'Happytime Murders' and When a Joke Doesn't Go Far Enough

The raunchy puppet movie is reminiscent of 'Who Framed Roger Rabbit,' but doesn't have the effortless feel of the 30-year-old film about an animated rabbit.
Courtesy of STX Entertainment; Courtesy of Photofest
'Happytime Murders' (left) and 'Who Framed Roger Rabbit?'

We’re just two months removed from celebrating the 30th anniversary of Who Framed Roger Rabbit, a truly wonderful fusion of outrageous comedy and old-fashioned film noir with a very unique high-concept premise. The film posits a world in which humans and animated characters, dubbed Toons, live side by side. This weekend, we’re getting The Happytime Murders, a new movie that puts humans and puppets, another type of kid-friendly character, side by side, but certainly not in harmony. If anything, The Happytime Murders proves exactly how much of a high-wire act Who Framed Roger Rabbit was, and how hard it is to replicate that success.

There are some surface-level connections between the two films, which are sometimes hard to ignore, to the new film’s detriment. In both films, the lead character is a hard-boiled private investigator who used to be a detective in the LAPD before a tragedy. In both films, a human and a nonhuman character are paired together despite not always getting along. In both films, the nonhuman characters indulge in very non-kid-friendly activities like sex and drugs. The Happytime Murders spends far too little time in establishing how this world works, only causing more confusion.

Some of the examples are extreme — like the cow puppet that orgasms actual milk but doesn’t seem to bleed. Some are more key to the story, despite making no sense. For example, the lead human character, Detective Connie Edwards (Melissa McCarthy), lives with a puppet liver due to a previous accident in the line of fire. It’s an idea that might have worked, if it didn’t seem hard to imagine how a liver that would fit in the body of a puppet could possibly operate as a human organ. McCarthy has fun with the twist that Connie’s puppet liver makes her treat sugar like it’s cocaine, but it’s still hard to reconcile that with any internal logic.

Perhaps the most baffling and wrongheaded decision The Happytime Murders makes — one that Who Framed Roger Rabbit sidestepped, in part just by being released in the 1980s — is choosing to equate its puppet characters with real-life minority groups. From the beginning, we see puppets being treated poorly by many humans; part of the film’s setup involves puppet actors from an old TV show being murdered one by one, in spite of that show apparently being the first time humans accepted puppets.

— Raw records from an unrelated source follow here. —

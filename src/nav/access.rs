//! Access tags attached to route records.

use serde::{Deserialize, Serialize};

/// Who may enter a route.
#[derive(Debug, Clone, Copy, Default, PartialEq, Eq, Hash, Serialize, Deserialize)]
#[serde(rename_all = "snake_case")]
pub enum AccessTag {
    /// Open to everyone.
    #[default]
    None,
    /// Only for logged-in users.
    RequiredAuth,
    /// Only for logged-out users (login page and friends).
    DeniedForAuth,
}

impl AccessTag {
    #[must_use]
    pub fn as_str(self) -> &'static str {
        match self {
            Self::None => "none",
            Self::RequiredAuth => "required_auth",
            Self::DeniedForAuth => "denied_for_auth",
        }
    }
}

impl std::fmt::Display for AccessTag {
    fn fmt(&self, f: &mut std::fmt::Formatter<'_>) -> std::fmt::Result {
        f.write_str(self.as_str())
    }
}

#[cfg(test)]
#[path = "access_test.rs"]
mod tests;
use serde::{Deserialize, Serialize};
use sqlx::postgres::PgArguments;
use sqlx::query::Query;
use sqlx::{FromRow, Postgres};

use crate::database::resource::Resource;

#[derive(Debug, Clone, Serialize, Deserialize, FromRow)]
pub struct Service {
    pub service_id: i32,
    pub name: String,
    pub department_id: Option<i32>,
    pub fee: Option<f64>,
}

#[derive(Debug, Clone, Deserialize)]
pub struct ServiceCreate {
    pub name: String,
    pub department_id: Option<i32>,
    pub fee: Option<f64>,
}

impl Resource for Service {
    type Row = Service;
    type Create = ServiceCreate;

    const TABLE: &'static str = "service";
    const ID_COLUMN: &'static str = "service_id";
    const INSERT_COLUMNS: &'static [&'static str] = &["name", "department_id", "fee"];

    fn bind_insert<'q>(
        query: Query<'q, Postgres, PgArguments>,
        payload: &Self::Create,
    ) -> Query<'q, Postgres, PgArguments> {
        query
            .bind(payload.name.clone())
            .bind(payload.department_id)
            .bind(payload.fee)
    }
}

Humans talk about the puppet characters as if they’re inferior, and condescendingly refer to the color of their felt design as if it’s skin color. Leaving aside the reality that The Happytime Murders just isn’t very funny, trying to draw a straight line between puppets and actual humans is painful to behold.

Who Framed Roger Rabbit is at its strongest in the same way that The Happytime Murders is at its weakest: making you care about the relationship between a human and a nonhuman character. Eddie Valiant’s bond with Roger Rabbit shouldn’t work — it’s a human interacting with an animated character with a heavy lisp — but in part because of the stunning effects and Bob Hoskins’ deft and emotional performance, it all comes together. While McCarthy tries very hard — and comes away with the only handful of moments that are remotely funny — she’s working with a script that doesn’t make Connie Edwards’ frustration with her old partner, protagonist Phil Philips, into something that resonates beyond juvenile and unnecessarily profane one-liners.

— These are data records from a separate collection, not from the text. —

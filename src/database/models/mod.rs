pub mod citizen;
pub mod citizen_log;
pub mod department;
pub mod grievance;
pub mod service;
pub mod service_request;

pub use citizen::{Citizen, CitizenCreate};
pub use citizen_log::CitizenLog;
pub use department::{Department, DepartmentCreate};
pub use grievance::{Grievance, GrievanceCreate};
pub use service::{Service, ServiceCreate};
pub use service_request::{ServiceRequest, ServiceRequestCreate};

And Phil, who narrates the film as if he’s meant to be a Muppety Humphrey Bogart, has enough similarities with Eddie Valiant as opposed to being a fully realized character. When Phil says he’s going to get drunk and reminisce about his past, it’s just a reminder of how Roger Rabbit shows Eddie...getting drunk and reminiscing about his past in slicker fashion. Roger Rabbit in general is a film that feels slicker, both in the way it’s conceived and in the writing. It doesn’t feel like it’s trying too hard, or that it’s desperate. The Happytime Murders, on the other hand, feels very desperate and is constantly working overtime to sell the most immature and lazy jokes possible. (The gag depicted in the R-rated trailer where Phil ejaculates a mountain of Silly String is agonizing to watch as part of the whole film.)

There’s nothing inherently wrong with a new movie taking its inspiration from Who Framed Roger Rabbit. Frankly, if you’re going to crib from a movie, you might as well crib from a classic. The Happytime Murders has an excellent cast, and the many puppeteers working just out of the view of the camera were clearly dealing with some heavy challenges. But a great and hard-working cast doesn’t make a good movie. The problem with The Happytime Murders taking its inspiration from Who Framed Roger Rabbit: it never goes beyond being very obvious about its connection to the 1988 film. All it does is remind you that the 1988 film did all of this much better.